During this same period, Wilton and Durant were being surveyed and laid out. Durant, a town about 20 miles west of Davenport in Farmington Township, Cedar County, was laid out in 1854 by Benjamin Brayton of the Rock Island Railway. Wilton Township and the town of Wilton in Muscatine County were laid out in 1853 and platted in September 1954 by Franklin Butterfield, Joseph A. Greene and George C. Stone.

Durant and Wilton were located on the M&M RR route that was completed in August 1854 with the first passenger train leaving Davenport on August 22, 1854.

Ebenezer Cook and George Sargent, bankers in Davenport, held a large interest in the Mississippi & Missouri Railroad and in the town of Durant. To support a train stop, the town built a comfortable train depot. In 1855, an offshoot of the railroad was built between the town of Muscatine, on the Mississippi River, and Wilton. Wilton did not have a depot, simply a shed roof building. The brakeman was not permitted to announce the town of Wilton at the junction.

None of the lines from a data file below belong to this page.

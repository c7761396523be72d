use std::cmp::Ordering;
use std::collections::HashMap;
use std::sync::Mutex;

use anyhow::Result;
use uuid::Uuid;

use avitolog_types::models::AdSort;

use crate::models::{Ad, AdPage, AdQuery, NewAd, category_key};
use crate::now;
use crate::store::AdStore;

/// Process-local ad store. Contents are lost on restart.
#[derive(Default)]
pub struct MemoryAdStore {
    inner: Mutex<Inner>,
}

#[derive(Default)]
struct Inner {
    by_id: HashMap<String, Ad>,
    id_by_url: HashMap<String, String>,
}

impl MemoryAdStore {
    pub fn new() -> Self {
        Self::default()
    }

    fn with_inner<F, T>(&self, f: F) -> Result<T>
    where
        F: FnOnce(&mut Inner) -> T,
    {
        let mut inner = self
            .inner
            .lock()
            .map_err(|e| anyhow::anyhow!("Ad store lock poisoned: {}", e))?;
        Ok(f(&mut inner))
    }
}

impl AdStore for MemoryAdStore {
    fn list(&self, query: &AdQuery) -> Result<AdPage> {
        self.with_inner(|inner| {
            let mut ads: Vec<&Ad> = inner
                .by_id
                .values()
                .filter(|ad| match &query.category {
                    Some(key) => category_key(&ad.category) == *key,
                    None => true,
                })
                .collect();

            ads.sort_by(|a, b| compare(query.sort, a, b));

            let total = ads.len() as u64;
            let items = ads
                .into_iter()
                .skip(query.offset as usize)
                .take(query.limit as usize)
                .cloned()
                .collect();

            AdPage { total, items }
        })
    }

    fn find_by_url(&self, source_url: &str) -> Result<Option<Ad>> {
        self.with_inner(|inner| {
            inner
                .id_by_url
                .get(source_url)
                .and_then(|id| inner.by_id.get(id))
                .cloned()
        })
    }

    fn insert_if_absent(&self, new: NewAd) -> Result<(Ad, bool)> {
        self.with_inner(|inner| {
            if let Some(existing) = inner.id_by_url.get(&new.source_url).and_then(|id| inner.by_id.get(id)) {
                return (existing.clone(), false);
            }

            let ts = now();
            let ad = Ad {
                id: Uuid::new_v4().to_string(),
                source_url: new.source_url,
                title: new.title,
                image_url: new.image_url,
                published_at: new.published_at,
                category: new.category,
                view_count: 0,
                created_at: ts,
                updated_at: ts,
            };

            inner.id_by_url.insert(ad.source_url.clone(), ad.id.clone());
            inner.by_id.insert(ad.id.clone(), ad.clone());
            (ad, true)
        })
    }

    fn get(&self, id: &str) -> Result<Option<Ad>> {
        self.with_inner(|inner| inner.by_id.get(id).cloned())
    }

    fn increment_views(&self, id: &str) -> Result<Option<Ad>> {
        self.with_inner(|inner| {
            let ad = inner.by_id.get_mut(id)?;
            ad.view_count += 1;
            ad.updated_at = now();
            Some(ad.clone())
        })
    }
}

/// Same ordering as the SQL `ORDER BY` clauses of the `ads` table.
fn compare(sort: AdSort, a: &Ad, b: &Ad) -> Ordering {
    let primary = match sort {
        AdSort::Popular => b.view_count.cmp(&a.view_count),
        AdSort::Date => match (a.published_at, b.published_at) {
            (Some(x), Some(y)) => y.cmp(&x),
            (Some(_), None) => Ordering::Less,
            (None, Some(_)) => Ordering::Greater,
            (None, None) => Ordering::Equal,
        },
    };

    primary
        .then_with(|| b.created_at.cmp(&a.created_at))
        .then_with(|| a.id.cmp(&b.id))
}
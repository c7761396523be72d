use axum::{
    extract::{Request, State},
    middleware::Next,
    response::Response,
};
use axum_extra::{
    TypedHeader,
    headers::{Authorization, authorization::Bearer},
    typed_header::TypedHeaderRejection,
};

use crate::auth::verify_token;
use crate::error::ApiError;
use crate::state::AppState;

/// Extract and validate the bearer JWT, exposing its claims to handlers as
/// `Extension<Claims>`.
pub async fn require_auth(
    State(state): State<AppState>,
    auth: Result<TypedHeader<Authorization<Bearer>>, TypedHeaderRejection>,
    mut req: Request,
    next: Next,
) -> Result<Response, ApiError> {
    let TypedHeader(Authorization(bearer)) = auth.map_err(|rejection| {
        if rejection.is_missing() {
            ApiError::Unauthorized("Authentication credentials were not provided.".into())
        } else {
            ApiError::Unauthorized("Invalid Authorization header format. Use 'Bearer <token>'.".into())
        }
    })?;

    let claims = verify_token(&state.jwt_secret, bearer.token())?;

    req.extensions_mut().insert(claims);
    Ok(next.run(req).await)
}
pub mod api;
pub mod models;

Instead the junction was called the Muscatine or Wilton Junction. Misters Greene and Stone, bankers in Muscatine, had an interest in Wilton and held considerable stock in M&M RR. In the end, the town of Wilton, prevailed.

Durant is said to be situate in one of the richest farming areas of Iowa. The first settlers came from New Haven, Connecticut, but settlers from New York, Pennsylvania, Ohio, Indiana, Maine and Connecticut soon followed. Originally called Brayton it was renamed Durant after Thomas C. Durant.

Many of the railroad stakeholders were land agents. The stakeholders and the railroads actively advertised in Europe, Canada, Ohio, Pennsylvania, New York and New England. The winter of 1858 was mild and 1859 yielded good crops in Iowa. The first shipment of pork from Iowa made it to the Atlantic seaboard. Business activity in Davenport was growing at a good rate by 1859.

James and Susan Stoutenburg were married in New York State in 1853 and were living in Iowa by 1859 when their son, Frank, was born. They did not appear in the 1856 Iowa State Census. With travel to Iowa by train from New York established in 1856 and the advertisements placed in New York towns and cities, it would seem that James and Susan Stoutenburg were attracted to Iowa.

The question then becomes "Why did they go back to New York?"


The Annals of the State Historical Society of Iowa. Iowa City, IA: Jerome & Duncan, Printers, 1863.

The History of Cedar County, Iowa. Chicago: Western Historical Company, 1878.

Clarence Ray Aurner. "A Topical History of Cedar County, Iowa. Vol. I. Chicago: The S. J. Clarke Publishing Co., 1910.

David A. Pfeiffer. "Bridging the Mississippi: The Railroads and Steamboats Clash at the Rock Island Bridge. "
Prologue Magazine 36.2 (2004): Web. 21 Apr. 2010.

Henry V. Poor. History of the Railroads and Canals of the United States of America. Vol. 1. New York: John H. Schultz & Co., 1860.

Irving Berdine Richman. History of Muscatine County Iowa from the Earliest Settlements to the Present Time. Vol. I. Chicago: S. J. Clarke Publishing Company, 1911.